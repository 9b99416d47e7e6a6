//! Persistent client connection to a single Nostr relay.

use std::{
    collections::{BTreeMap, HashMap},
    sync::{
        atomic::{AtomicBool, Ordering},
        Arc, Mutex,
    },
    time::Duration,
};

use futures_util::{
    stream::{SplitSink, SplitStream},
    SinkExt, StreamExt,
};
use rand::Rng;
use serde_json::{json, Value};
use tokio::io::{AsyncRead, AsyncWrite};
use tokio::net::TcpStream;
use tokio::sync::{mpsc, oneshot};
use tokio_socks::tcp::Socks5Stream;
use tokio_tungstenite::tungstenite::client::IntoClientRequest;
use tokio_tungstenite::{client_async, tungstenite::Message, WebSocketStream};
use tracing::{debug, warn};
use url::Url;

use crate::error::{Error, Result};
use crate::event::Event;

/// Blanket trait for boxed async read/write streams.
trait AsyncReadWrite: AsyncRead + AsyncWrite {}
impl<T: AsyncRead + AsyncWrite> AsyncReadWrite for T {}

type WsStream = WebSocketStream<Box<dyn AsyncReadWrite + Unpin + Send>>;
type WsSink = SplitSink<WsStream, Message>;

/// Subscription filter: kinds, authors, `#`-prefixed tag filters, limit.
#[derive(Debug, Clone, Default)]
pub struct Filter {
    pub kinds: Option<Vec<u32>>,
    pub authors: Option<Vec<String>>,
    /// Tag filters keyed by their `#` form, e.g. `#p`.
    pub tags: BTreeMap<String, Vec<String>>,
    pub limit: Option<u32>,
}

impl Filter {
    /// Build the NIP-01 filter object sent inside a `REQ`.
    pub fn to_json(&self) -> Value {
        let mut map = serde_json::Map::new();
        if let Some(k) = &self.kinds {
            map.insert(
                "kinds".into(),
                Value::Array(k.iter().map(|v| Value::Number((*v).into())).collect()),
            );
        }
        if let Some(a) = &self.authors {
            map.insert(
                "authors".into(),
                Value::Array(a.iter().cloned().map(Value::String).collect()),
            );
        }
        for (key, values) in &self.tags {
            map.insert(
                key.clone(),
                Value::Array(values.iter().cloned().map(Value::String).collect()),
            );
        }
        if let Some(l) = self.limit {
            map.insert("limit".into(), Value::Number(l.into()));
        }
        Value::Object(map)
    }
}

/// Collector for a one-shot query, filled until EOSE.
struct Collector {
    events: Vec<Event>,
    done: oneshot::Sender<Vec<Event>>,
}

/// Routes inbound events to live subscriptions and one-shot collectors.
#[derive(Default)]
struct Router {
    live: HashMap<String, mpsc::UnboundedSender<Event>>,
    oneshot: HashMap<String, Collector>,
}

/// One long-lived relay connection.
///
/// The socket is split on connect: a reader task owns the receiving half and
/// routes `EVENT`/`EOSE` frames by subscription id, while publishes and
/// subscription control share the write sink. Delivery order is the arrival
/// order on the single reader task. Unrecognized inbound frames (`OK`,
/// `NOTICE`, anything else) are ignored.
pub struct RelayLink {
    sink: Arc<tokio::sync::Mutex<WsSink>>,
    router: Arc<Mutex<Router>>,
    closed: Arc<AtomicBool>,
    reader: tokio::task::JoinHandle<()>,
}

impl std::fmt::Debug for RelayLink {
    fn fmt(&self, f: &mut std::fmt::Formatter<'_>) -> std::fmt::Result {
        f.debug_struct("RelayLink")
            .field("closed", &self.closed)
            .finish_non_exhaustive()
    }
}

impl RelayLink {
    /// Establish a WebSocket connection, optionally via a SOCKS5 proxy.
    /// Fails with `Connection` on refusal or when the handshake outlives
    /// `timeout`. Retry policy belongs to the caller.
    pub async fn connect(
        relay: &str,
        tor_socks: Option<&str>,
        timeout: Duration,
    ) -> Result<Self> {
        let ws = tokio::time::timeout(timeout, connect_ws(relay, tor_socks))
            .await
            .map_err(|_| Error::Connection(format!("handshake timed out: {relay}")))??;
        let (sink, stream) = ws.split();
        let router: Arc<Mutex<Router>> = Arc::default();
        let closed = Arc::new(AtomicBool::new(false));
        let reader = tokio::spawn(read_loop(stream, router.clone(), closed.clone()));
        Ok(Self {
            sink: Arc::new(tokio::sync::Mutex::new(sink)),
            router,
            closed,
            reader,
        })
    }

    /// Send `["EVENT", event]`. Fire-and-forget: success means transmitted,
    /// not persisted by the relay.
    pub async fn publish(&self, event: &Event) -> Result<()> {
        if self.closed.load(Ordering::SeqCst) {
            return Err(Error::Connection("link is closed".into()));
        }
        let msg = json!(["EVENT", event]);
        self.sink
            .lock()
            .await
            .send(Message::Text(msg.to_string()))
            .await
            .map_err(|e| Error::Connection(format!("publish: {e}")))
    }

    /// Open a standing subscription. Matching events arrive on the returned
    /// channel in the order the relay delivers them, until the handle is
    /// cancelled or the link closes.
    pub async fn subscribe(
        &self,
        filter: &Filter,
    ) -> Result<(SubscriptionHandle, mpsc::UnboundedReceiver<Event>)> {
        if self.closed.load(Ordering::SeqCst) {
            return Err(Error::Connection("link is closed".into()));
        }
        let sub_id = new_sub_id();
        let (tx, rx) = mpsc::unbounded_channel();
        {
            let mut router = self.router.lock().unwrap_or_else(|e| e.into_inner());
            router.live.insert(sub_id.clone(), tx);
        }
        let req = json!(["REQ", sub_id, filter.to_json()]);
        let sent = self
            .sink
            .lock()
            .await
            .send(Message::Text(req.to_string()))
            .await;
        if let Err(e) = sent {
            let mut router = self.router.lock().unwrap_or_else(|e| e.into_inner());
            router.live.remove(&sub_id);
            return Err(Error::Connection(format!("subscribe: {e}")));
        }
        let handle = SubscriptionHandle {
            sub_id,
            sink: self.sink.clone(),
            router: self.router.clone(),
            cancelled: false,
        };
        Ok((handle, rx))
    }

    /// One-shot query: subscribe, collect until `EOSE`, close. Fails with
    /// `QueryTimeout` when the end-of-results signal does not arrive in time.
    pub async fn query_sync(&self, filter: &Filter, timeout: Duration) -> Result<Vec<Event>> {
        if self.closed.load(Ordering::SeqCst) {
            return Err(Error::Connection("link is closed".into()));
        }
        let sub_id = new_sub_id();
        let (done_tx, done_rx) = oneshot::channel();
        {
            let mut router = self.router.lock().unwrap_or_else(|e| e.into_inner());
            router.oneshot.insert(
                sub_id.clone(),
                Collector {
                    events: vec![],
                    done: done_tx,
                },
            );
        }
        let req = json!(["REQ", sub_id, filter.to_json()]);
        self.sink
            .lock()
            .await
            .send(Message::Text(req.to_string()))
            .await
            .map_err(|e| Error::Connection(format!("query: {e}")))?;

        let outcome = tokio::time::timeout(timeout, done_rx).await;
        self.send_close(&sub_id).await;
        match outcome {
            Ok(Ok(events)) => Ok(events),
            Ok(Err(_)) => Err(Error::Connection("link closed during query".into())),
            Err(_) => {
                let mut router = self.router.lock().unwrap_or_else(|e| e.into_inner());
                router.oneshot.remove(&sub_id);
                Err(Error::QueryTimeout)
            }
        }
    }

    /// Tear down the connection: stop delivery on every subscription and
    /// release the socket. Idempotent.
    pub async fn close(&self) {
        if self.closed.swap(true, Ordering::SeqCst) {
            return;
        }
        {
            let mut router = self.router.lock().unwrap_or_else(|e| e.into_inner());
            router.live.clear();
            router.oneshot.clear();
        }
        let _ = self.sink.lock().await.send(Message::Close(None)).await;
        self.reader.abort();
    }

    async fn send_close(&self, sub_id: &str) {
        let msg = json!(["CLOSE", sub_id]);
        let _ = self
            .sink
            .lock()
            .await
            .send(Message::Text(msg.to_string()))
            .await;
    }
}

/// Cancellation handle for a standing subscription.
pub struct SubscriptionHandle {
    sub_id: String,
    sink: Arc<tokio::sync::Mutex<WsSink>>,
    router: Arc<Mutex<Router>>,
    cancelled: bool,
}

impl SubscriptionHandle {
    /// Stop delivery and send `CLOSE`. Safe to call more than once.
    pub async fn cancel(&mut self) {
        if self.cancelled {
            return;
        }
        self.cancelled = true;
        {
            let mut router = self.router.lock().unwrap_or_else(|e| e.into_inner());
            router.live.remove(&self.sub_id);
        }
        let msg = json!(["CLOSE", self.sub_id]);
        let _ = self
            .sink
            .lock()
            .await
            .send(Message::Text(msg.to_string()))
            .await;
    }
}

/// Read frames until the socket closes, routing events by subscription id.
async fn read_loop(
    mut stream: SplitStream<WsStream>,
    router: Arc<Mutex<Router>>,
    closed: Arc<AtomicBool>,
) {
    while let Some(msg) = stream.next().await {
        let txt = match msg {
            Ok(Message::Text(txt)) => txt,
            Ok(Message::Close(_)) => break,
            Ok(_) => continue,
            Err(e) => {
                debug!("relay read error: {e}");
                break;
            }
        };
        let Ok(val) = serde_json::from_str::<Value>(&txt) else {
            continue;
        };
        let Some(arr) = val.as_array() else { continue };
        match arr.first().and_then(|v| v.as_str()) {
            Some("EVENT") if arr.len() >= 3 => {
                let Some(sub) = arr.get(1).and_then(|v| v.as_str()) else {
                    continue;
                };
                let Ok(ev) = serde_json::from_value::<Event>(arr[2].clone()) else {
                    warn!("dropping malformed event frame");
                    continue;
                };
                let mut router = router.lock().unwrap_or_else(|e| e.into_inner());
                if let Some(collector) = router.oneshot.get_mut(sub) {
                    collector.events.push(ev);
                } else if let Some(tx) = router.live.get(sub) {
                    if tx.send(ev).is_err() {
                        router.live.remove(sub);
                    }
                }
            }
            Some("EOSE") => {
                let Some(sub) = arr.get(1).and_then(|v| v.as_str()) else {
                    continue;
                };
                let collector = {
                    let mut router = router.lock().unwrap_or_else(|e| e.into_inner());
                    router.oneshot.remove(sub)
                };
                if let Some(c) = collector {
                    let _ = c.done.send(c.events);
                }
            }
            // OK acks and anything unrecognized carry no contract here.
            Some(other) => debug!("ignoring relay frame: {other}"),
            None => {}
        }
    }
    closed.store(true, Ordering::SeqCst);
    // Dropping the senders ends every live subscription stream.
    let mut router = router.lock().unwrap_or_else(|e| e.into_inner());
    router.live.clear();
    router.oneshot.clear();
}

/// Establish a WebSocket connection, optionally via a SOCKS5 proxy.
async fn connect_ws(relay: &str, tor_socks: Option<&str>) -> Result<WsStream> {
    let url = Url::parse(relay).map_err(|e| Error::Connection(format!("bad url: {e}")))?;
    let host = url
        .host_str()
        .ok_or_else(|| Error::Connection("missing host".into()))?;
    let port = url
        .port_or_known_default()
        .ok_or_else(|| Error::Connection("missing port".into()))?;
    let req = relay
        .into_client_request()
        .map_err(|e| Error::Connection(format!("bad request: {e}")))?;
    let stream: Box<dyn AsyncReadWrite + Unpin + Send> = if let Some(proxy) = tor_socks {
        Box::new(
            Socks5Stream::connect(proxy, (host, port))
                .await
                .map_err(|e| Error::Connection(format!("socks: {e}")))?,
        )
    } else {
        Box::new(
            TcpStream::connect((host, port))
                .await
                .map_err(|e| Error::Connection(format!("connect: {e}")))?,
        )
    };
    let (ws, _) = client_async(req, stream)
        .await
        .map_err(|e| Error::Connection(format!("handshake: {e}")))?;
    Ok(ws)
}

/// Short random id for a subscription, unique per connection.
fn new_sub_id() -> String {
    let bytes: [u8; 8] = rand::thread_rng().gen();
    hex::encode(bytes)
}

- [Aim of the exercise] One number is the expected answer: the count of lines above that hold the word "kinds".

- [Solution below] 4